Dopo essersi dedicato all’informatica, da adolescente, per “cambiare il mondo”, si è reso conto che i privilegi e i benefici di cui poteva godere come cittadino statunitense non erano appannaggio di gran parte del popolazione. Inoltre, alcune aree del pianeta – in particolare l’Africa Subsahariana – non progredivano sulla strada dello sviluppo. Ha perciò deciso, con la moglie Melinda, di dedicare le ricchezze accumulate e il proprio tempo per combattere tale ingiustizia.

Il discorso è proseguito attraverso la narrazione dei successi ottenuti in particolare negli ultimi cinque anni. Successi che giustificano – a suo dire – un ancora maggiore ottimismo per il futuro. Nella visione sua e della Fondazione che presiede, si inaugura ora “il decennio dei vaccini”.

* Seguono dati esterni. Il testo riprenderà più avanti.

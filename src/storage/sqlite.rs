//! Embedded SQLite backend with full-text search (§4.G).
use std::path::Path;

use chrono::Utc;
use rusqlite::Connection;

use crate::entry::Entry;
use crate::error::StorageError;
use crate::logger::debug;

use super::backend::{Backend, BackendStatistics};

const SCHEMA: &str = "
CREATE TABLE IF NOT EXISTS entries (
    key TEXT PRIMARY KEY,
    type TEXT NOT NULL,
    data_json TEXT NOT NULL,
    created_at TEXT NOT NULL,
    updated_at TEXT NOT NULL
);
CREATE INDEX IF NOT EXISTS idx_entries_type ON entries(type);
CREATE INDEX IF NOT EXISTS idx_entries_updated_at ON entries(updated_at);

CREATE VIRTUAL TABLE IF NOT EXISTS entries_fts USING fts5(
    key, title, author, abstract, keywords,
    content='entries', content_rowid='rowid'
);

CREATE TRIGGER IF NOT EXISTS entries_ai AFTER INSERT ON entries BEGIN
    INSERT INTO entries_fts(rowid, key, title, author, abstract, keywords)
    VALUES (
        new.rowid, new.key,
        json_extract(new.data_json, '$.fields.title'),
        json_extract(new.data_json, '$.fields.author'),
        json_extract(new.data_json, '$.fields.abstract_'),
        (SELECT group_concat(value, ' ') FROM json_each(new.data_json, '$.fields.keywords'))
    );
END;

CREATE TRIGGER IF NOT EXISTS entries_ad AFTER DELETE ON entries BEGIN
    INSERT INTO entries_fts(entries_fts, rowid, key, title, author, abstract, keywords)
    VALUES (
        'delete', old.rowid, old.key,
        json_extract(old.data_json, '$.fields.title'),
        json_extract(old.data_json, '$.fields.author'),
        json_extract(old.data_json, '$.fields.abstract_'),
        (SELECT group_concat(value, ' ') FROM json_each(old.data_json, '$.fields.keywords'))
    );
END;

CREATE TRIGGER IF NOT EXISTS entries_au AFTER UPDATE ON entries BEGIN
    INSERT INTO entries_fts(entries_fts, rowid, key, title, author, abstract, keywords)
    VALUES (
        'delete', old.rowid, old.key,
        json_extract(old.data_json, '$.fields.title'),
        json_extract(old.data_json, '$.fields.author'),
        json_extract(old.data_json, '$.fields.abstract_'),
        (SELECT group_concat(value, ' ') FROM json_each(old.data_json, '$.fields.keywords'))
    );
    INSERT INTO entries_fts(rowid, key, title, author, abstract, keywords)
    VALUES (
        new.rowid, new.key,
        json_extract(new.data_json, '$.fields.title'),
        json_extract(new.data_json, '$.fields.author'),
        json_extract(new.data_json, '$.fields.abstract_'),
        (SELECT group_concat(value, ' ') FROM json_each(new.data_json, '$.fields.keywords'))
    );
END;
";

/// A single-writer, WAL-mode SQLite backend (§4.G). Concurrent readers are supported via
/// WAL mode; this process holds one [`Connection`], matching the single-writer model in §5.
pub struct SqliteBackend {
    conn: Connection,
    tx_depth: u32,
}

impl SqliteBackend {
    pub fn open(path: impl AsRef<Path>) -> Result<Self, StorageError> {
        let conn = Connection::open(path)?;
        Ok(Self { conn, tx_depth: 0 })
    }

    pub fn open_in_memory() -> Result<Self, StorageError> {
        let conn = Connection::open_in_memory()?;
        Ok(Self { conn, tx_depth: 0 })
    }

    /// Full-text search over title/author/abstract/keywords, ordered by FTS5's built-in
    /// relevance rank (§4.G "Full text search").
    pub fn search(&self, query: &str) -> Result<Vec<String>, StorageError> {
        let mut stmt = self
            .conn
            .prepare("SELECT key FROM entries_fts WHERE entries_fts MATCH ?1 ORDER BY rank")?;
        let rows = stmt.query_map([query], |row| row.get::<_, String>(0))?;
        let mut keys = Vec::new();
        for row in rows {
            keys.push(row?);
        }
        Ok(keys)
    }

    /// Exact-match filters on type/year, with `author` matched by substring (§4.G
    /// "Structured query helper").
    pub fn query_exact(
        &self,
        entry_type: Option<&str>,
        year: Option<i32>,
        author_contains: Option<&str>,
    ) -> Result<Vec<String>, StorageError> {
        let mut sql = String::from("SELECT key FROM entries WHERE 1=1");
        let mut params: Vec<Box<dyn rusqlite::ToSql>> = Vec::new();
        if let Some(t) = entry_type {
            sql.push_str(" AND type = ?");
            params.push(Box::new(t.to_owned()));
        }
        if let Some(y) = year {
            sql.push_str(" AND json_extract(data_json, '$.fields.year') = ?");
            params.push(Box::new(y));
        }
        if let Some(a) = author_contains {
            sql.push_str(" AND json_extract(data_json, '$.fields.author') LIKE ?");
            params.push(Box::new(format!("%{a}%")));
        }
        let mut stmt = self.conn.prepare(&sql)?;
        let param_refs: Vec<&dyn rusqlite::ToSql> = params.iter().map(|p| p.as_ref()).collect();
        let rows = stmt.query_map(param_refs.as_slice(), |row| row.get::<_, String>(0))?;
        let mut keys = Vec::new();
        for row in rows {
            keys.push(row?);
        }
        Ok(keys)
    }

    /// Entry counts by type and year (§4.G "get-statistics").
    pub fn statistics(&self) -> Result<BackendStatistics, StorageError> {
        let mut stats = BackendStatistics::default();

        let mut by_type = self.conn.prepare("SELECT type, COUNT(*) FROM entries GROUP BY type")?;
        let rows = by_type.query_map([], |row| Ok((row.get::<_, String>(0)?, row.get::<_, i64>(1)?)))?;
        for row in rows {
            let (kind, count) = row?;
            stats.by_type.insert(kind, count as usize);
        }

        let mut by_year = self
            .conn
            .prepare("SELECT json_extract(data_json, '$.fields.year'), COUNT(*) FROM entries WHERE json_extract(data_json, '$.fields.year') IS NOT NULL GROUP BY 1")?;
        let rows = by_year.query_map([], |row| Ok((row.get::<_, i64>(0)?, row.get::<_, i64>(1)?)))?;
        for row in rows {
            let (year, count) = row?;
            stats.by_year.insert(year as i32, count as usize);
        }

        stats.total = self.keys()?.len();
        Ok(stats)
    }
}

impl Backend for SqliteBackend {
    fn initialize(&mut self) -> Result<(), StorageError> {
        self.conn.execute_batch("PRAGMA journal_mode=WAL;")?;
        self.conn.execute_batch(SCHEMA)?;
        debug!("sqlite backend initialized");
        Ok(())
    }

    fn read(&self, key: &str) -> Result<Option<Entry>, StorageError> {
        let result = self.conn.query_row(
            "SELECT data_json FROM entries WHERE key = ?1",
            [key],
            |row| row.get::<_, String>(0),
        );
        match result {
            Ok(data_json) => match serde_json::from_str(&data_json) {
                Ok(entry) => Ok(Some(entry)),
                Err(_) => Ok(None),
            },
            Err(rusqlite::Error::QueryReturnedNoRows) => Ok(None),
            Err(err) => Err(err.into()),
        }
    }

    fn write(&mut self, key: &str, entry: &Entry) -> Result<(), StorageError> {
        let data_json = serde_json::to_string(entry)?;
        let now = Utc::now().to_rfc3339();
        self.conn.execute(
            "REPLACE INTO entries (key, type, data_json, created_at, updated_at) VALUES (?1, ?2, ?3, ?4, ?5)",
            rusqlite::params![key, entry.entry_type.as_str(), data_json, entry.created_at.to_rfc3339(), now],
        )?;
        Ok(())
    }

    fn delete(&mut self, key: &str) -> Result<bool, StorageError> {
        let affected = self.conn.execute("DELETE FROM entries WHERE key = ?1", [key])?;
        Ok(affected > 0)
    }

    fn exists(&self, key: &str) -> Result<bool, StorageError> {
        let count: i64 = self.conn.query_row("SELECT COUNT(*) FROM entries WHERE key = ?1", [key], |row| row.get(0))?;
        Ok(count > 0)
    }

    fn keys(&self) -> Result<Vec<String>, StorageError> {
        let mut stmt = self.conn.prepare("SELECT key FROM entries")?;
        let rows = stmt.query_map([], |row| row.get::<_, String>(0))?;
        let mut keys = Vec::new();
        for row in rows {
            keys.push(row?);
        }
        Ok(keys)
    }

    fn clear(&mut self) -> Result<(), StorageError> {
        self.conn.execute("DELETE FROM entries", [])?;
        Ok(())
    }

    fn close(&mut self) -> Result<(), StorageError> {
        Ok(())
    }

    fn supports_transactions(&self) -> bool {
        true
    }

    /// Begin (or, if a transaction is already open, no-op within) a context-scoped
    /// transaction (§4.G "nested scopes are no-ops inside the outer transaction").
    fn begin_transaction(&mut self) -> Result<(), StorageError> {
        if self.tx_depth == 0 {
            self.conn.execute_batch("BEGIN IMMEDIATE;")?;
        }
        self.tx_depth += 1;
        Ok(())
    }

    fn commit(&mut self) -> Result<(), StorageError> {
        if self.tx_depth == 0 {
            return Err(StorageError::Other("no transaction in progress".into()));
        }
        self.tx_depth -= 1;
        if self.tx_depth == 0 {
            self.conn.execute_batch("COMMIT;")?;
        }
        Ok(())
    }

    fn rollback(&mut self) -> Result<(), StorageError> {
        if self.tx_depth == 0 {
            return Err(StorageError::Other("no transaction in progress".into()));
        }
        self.tx_depth = 0;
        self.conn.execute_batch("ROLLBACK;")?;
        Ok(())
    }
}

#[cfg(test)]
mod tests {
    use super::*;
    use crate::entry::{EntryKey, EntryType, Fields};

    fn entry(key: &str, title: &str) -> Entry {
        let mut fields = Fields::default();
        fields.set("title", title);
        fields.set("author", "Smith, John");
        fields.set("year", "2024");
        Entry::new(EntryKey::new(key).unwrap(), EntryType::Article, fields)
    }

    #[test]
    fn write_then_read_round_trips() {
        let mut backend = SqliteBackend::open_in_memory().unwrap();
        backend.initialize().unwrap();
        let e = entry("smith2024", "Quantum Mechanics");
        backend.write("smith2024", &e).unwrap();
        let read_back = backend.read("smith2024").unwrap().unwrap();
        assert_eq!(read_back.fields.title, e.fields.title);
    }

    #[test]
    fn full_text_search_finds_entry_by_title() {
        let mut backend = SqliteBackend::open_in_memory().unwrap();
        backend.initialize().unwrap();
        backend.write("smith2024", &entry("smith2024", "Quantum Mechanics")).unwrap();
        let hits = backend.search("Quantum").unwrap();
        assert_eq!(hits, vec!["smith2024".to_string()]);
    }

    #[test]
    fn full_text_search_index_updates_on_delete() {
        let mut backend = SqliteBackend::open_in_memory().unwrap();
        backend.initialize().unwrap();
        backend.write("smith2024", &entry("smith2024", "Quantum Mechanics")).unwrap();
        backend.delete("smith2024").unwrap();
        assert!(backend.search("Quantum").unwrap().is_empty());
    }

    #[test]
    fn statistics_counts_by_type_and_year() {
        let mut backend = SqliteBackend::open_in_memory().unwrap();
        backend.initialize().unwrap();
        backend.write("a", &entry("a", "First")).unwrap();
        backend.write("b", &entry("b", "Second")).unwrap();
        let stats = backend.statistics().unwrap();
        assert_eq!(stats.total, 2);
        assert_eq!(stats.by_type.get("article"), Some(&2));
        assert_eq!(stats.by_year.get(&2024), Some(&2));
    }

    #[test]
    fn nested_transaction_scopes_are_no_ops() {
        let mut backend = SqliteBackend::open_in_memory().unwrap();
        backend.initialize().unwrap();
        backend.begin_transaction().unwrap();
        backend.begin_transaction().unwrap();
        backend.write("a", &entry("a", "First")).unwrap();
        backend.commit().unwrap();
        assert!(backend.exists("a").unwrap());
        backend.commit().unwrap();
    }
}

I successi finora ottenuti nel campo della meningite epidemica e della polmonite, grazie a nuove tecnologie vaccinali “eleganti, facili da somministrare ed estremamente potenti”, consentiranno a breve o medio termine di raggiungere successi senza precedenti nella storia. I parallelismi tra il successo imprenditoriale in ambito informatico, a capo della Microsoft, e la nuova entusiasmante esperienza in campo umanitario non sono mancati. Unico ambito di incertezza, in particolare per il dichiarato obiettivo di eradicazione, è quello della lotta alla poliomielite. Qui Bill Gates si è lasciato andare ad esortazioni pressanti nei confronti dei delegati dei Paesi membri, chiedendo che i programmi di immunizzazione – e in particolare la somministrazione dei nuovi vaccini resi disponibili grazie alla Fondazione da lui diretta – diventino una priorità nell’agenda (e nei bilanci) del Ministeri della Salute.

Nel complesso, il discorso non è stato particolarmente incisivo né carismatico.

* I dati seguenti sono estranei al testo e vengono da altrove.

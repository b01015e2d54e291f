//! # bibmgr
//! A bibliographic database engine: entity model, BibTeX parsing, field validation, a
//! pluggable quality engine, duplicate detection and merging, citation-key generation,
//! storage backends, a repository layer, a metadata store, and an operations layer tying it
//! all together (see each module's doc comment for its design-note section).
pub mod bibtex;
pub mod citekey;
pub mod dedupe;
pub mod entry;
pub mod error;
pub mod logger;
pub mod metadata;
pub mod ops;
pub mod quality;
pub mod repository;
pub mod storage;
pub mod text;
pub mod validate;

pub use error::Error;

/// A convenience alias for the crate's top-level error type.
pub type Result<T> = std::result::Result<T, Error>;
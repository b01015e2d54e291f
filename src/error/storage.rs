use std::io;

use thiserror::Error;

/// Errors raised by a storage backend (§4.G) or the repository layer built on top of it.
///
/// Per the error-kind table in the design notes: storage I/O errors roll back any partial
/// write and are surfaced to the caller; corrupted records are skipped rather than
/// propagated (see [`crate::storage::Backend::keys`]).
#[derive(Error, Debug)]
pub enum StorageError {
    #[error("I/O error: {0}")]
    Io(#[from] io::Error),
    #[error("SQLite error: {0}")]
    Sqlite(#[from] rusqlite::Error),
    #[error("serialization error: {0}")]
    Serde(#[from] serde_json::Error),
    #[error("key '{0}' does not exist")]
    NotFound(String),
    #[error("key '{0}' already exists")]
    AlreadyExists(String),
    #[error("backend does not support transactions")]
    TransactionsUnsupported,
    #[error("lock acquisition timed out for key '{0}'")]
    LockTimeout(String),
    #[error("{0}")]
    Other(String),
}
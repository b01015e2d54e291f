//! Inverted index over DOI, normalized title, and citation key, for duplicate detection
//! without an O(n²) pairwise scan over large collections (§4.E).
use std::collections::HashMap;

use crate::entry::Entry;

use super::normalize::{normalize_doi, normalize_title};

#[derive(Debug, Default)]
pub struct DuplicateIndex {
    by_doi: HashMap<String, Vec<String>>,
    by_title: HashMap<String, Vec<String>>,
    by_key: HashMap<String, usize>,
}

impl DuplicateIndex {
    pub fn new() -> Self {
        Self::default()
    }

    pub fn len(&self) -> usize {
        self.by_key.len()
    }

    pub fn is_empty(&self) -> bool {
        self.by_key.is_empty()
    }

    pub fn build(&mut self, entries: &[Entry]) {
        self.clear();
        for (i, entry) in entries.iter().enumerate() {
            self.add(entry, i);
        }
    }

    pub fn clear(&mut self) {
        self.by_doi.clear();
        self.by_title.clear();
        self.by_key.clear();
    }

    pub fn add(&mut self, entry: &Entry, position: usize) {
        self.by_key.insert(entry.key.as_str().to_owned(), position);
        if let Some(doi) = &entry.fields.doi {
            self.by_doi.entry(normalize_doi(doi)).or_default().push(entry.key.as_str().to_owned());
        }
        if let Some(title) = &entry.fields.title {
            self.by_title
                .entry(normalize_title(title))
                .or_default()
                .push(entry.key.as_str().to_owned());
        }
    }

    pub fn find_by_doi(&self, doi: &str) -> &[String] {
        self.by_doi.get(&normalize_doi(doi)).map(Vec::as_slice).unwrap_or(&[])
    }

    pub fn find_by_title(&self, title: &str) -> &[String] {
        self.by_title.get(&normalize_title(title)).map(Vec::as_slice).unwrap_or(&[])
    }

    pub fn position_of(&self, key: &str) -> Option<usize> {
        self.by_key.get(key).copied()
    }
}

#[cfg(test)]
mod tests {
    use super::*;
    use crate::entry::{EntryKey, EntryType, Fields};

    fn entry(key: &str, title: &str, doi: &str) -> Entry {
        let mut fields = Fields::default();
        fields.set("title", title);
        fields.set("doi", doi);
        Entry::new(EntryKey::new(key).unwrap(), EntryType::Article, fields)
    }

    #[test]
    fn finds_entries_sharing_a_doi_regardless_of_prefix() {
        let mut index = DuplicateIndex::new();
        let entries = vec![
            entry("a", "Title A", "https://doi.org/10.1/xyz"),
            entry("b", "Title B", "10.1/xyz"),
        ];
        index.build(&entries);
        let matches = index.find_by_doi("doi:10.1/XYZ");
        assert_eq!(matches.len(), 2);
    }

    #[test]
    fn finds_entries_sharing_a_normalized_title() {
        let mut index = DuplicateIndex::new();
        let entries = vec![
            entry("a", "A Study of Widgets!", "10.1/a"),
            entry("b", "a study of widgets", "10.1/b"),
        ];
        index.build(&entries);
        let matches = index.find_by_title("A Study Of Widgets");
        assert_eq!(matches.len(), 2);
    }
}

Due aspetti sono però da sottolineare:

  • Il primo riguarda le notevoli simmetrie con il discorso inaugurale di Margaret Chan, tali da indurre a pensare che ci sia stata una qualche concertazione preliminare volta a far emergere le sinergie esistenti tra l’agenda dell’OMS e quella della Fondazione Bill e Melinda Gates.
  • Il secondo riguarda invece il grado di entusiasmo che ha accolto e accompagnato Bill Gates durante tutto l’intervento. Nessun altro, prima di questo, era stato interrotto svariate volte da applausi “a scena aperta”, che hanno sottolineato un alto livello di condivisione e di apprezzamento da parte della platea.

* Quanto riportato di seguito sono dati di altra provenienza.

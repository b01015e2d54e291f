//! # Storage backends (§4.G)
//! A uniform [`Backend`] trait over three pluggable persistence strategies: file-per-entry
//! JSON with atomic writes ([`FileBackend`]), an embedded SQLite database with full-text
//! search ([`SqliteBackend`]), and an in-memory store for testing ([`MemoryBackend`]). Any
//! backend can be wrapped in [`CachedBackend`] for a bounded LRU read cache.
mod backend;
mod cached;
mod file;
mod memory;
mod sqlite;

pub use backend::{Backend, BackendStatistics};
pub use cached::{CacheStats, CachedBackend};
pub use file::FileBackend;
pub use memory::MemoryBackend;
pub use sqlite::SqliteBackend;

/// Re-exported for reuse by [`crate::repository`] and [`crate::metadata`], which persist
/// their own record kinds (collections, metadata, notes) with the same atomic-write and
/// filename-sanitization discipline as the entry file backend (§4.G, §4.I).
pub(crate) use file::{atomic_write, sanitize_filename};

Non essendo prevista discussione, non è dato sapere se e quanti tra i delegati avessero in realtà sentimenti di perplessità o preoccupazione. Di certo, quello che è emerso è che l’intera Assemblea aspettava questo momento e – in qualche modo – intorno a questo momento era stata costruita. Più di una voce, nei corridoi e nei recessi più appartati del Palazzo, parla da giorni di ciò, facendo esplicito riferimento a una precisa strategia di Margaret Chan volta a trovare consensi e garanzie per una rielezione nel ruolo di Direttore Generale.

Tra le fila della società civile, le reazioni variavano dall’incondizionata approvazione all’aperta critica. Di certo, nessuno può obiettare che esista una grande e problematica contraddizione tra l’azione filantropica che Bill Gates dichiara di perseguire e la sua strenua difesa dei diritti di proprietà intellettuale, responsabili – attraverso gli accordi dell’Organizzazione Mondiale del Commercio – di gravi limitazioni nell’accessibilità a farmaci essenziali per centinaia di milioni di persone (e di ingenti profitti per i produttori che ne detengono il brevetto). Forse ancora più preoccupante è il fatto che l’OMS, organismo dedicato per mandato alla promozione e alla tutela della salute nell’interesse comune e collettivo dei cittadini del mondo, abdichi di fatto alla sua sovranità per seguire – in aperta crisi di risorse e identità – un’agenda dettata da una fondazione privata guidata da una tra le persone più ricche e influenti del pianeta. Se vi siano ancora spazi di rappresentatività democratica, e dove, è una domanda che forse a questo punto è necessario porsi. Da parte loro, i governi – con qualche significativa eccezione – tendono a vedere con favore l’intervento di attori privati che li sollevino dalle responsabilità finanziare di sostenere un impegno che si fa sempre più complesso e gravoso, anche alla luce dell’attuale crisi economica globale.

Chiara Bodini, Ilaria Camplone. Centro Studi e Ricerche in Salute Internazionale e Interculturale, Università di Bologna.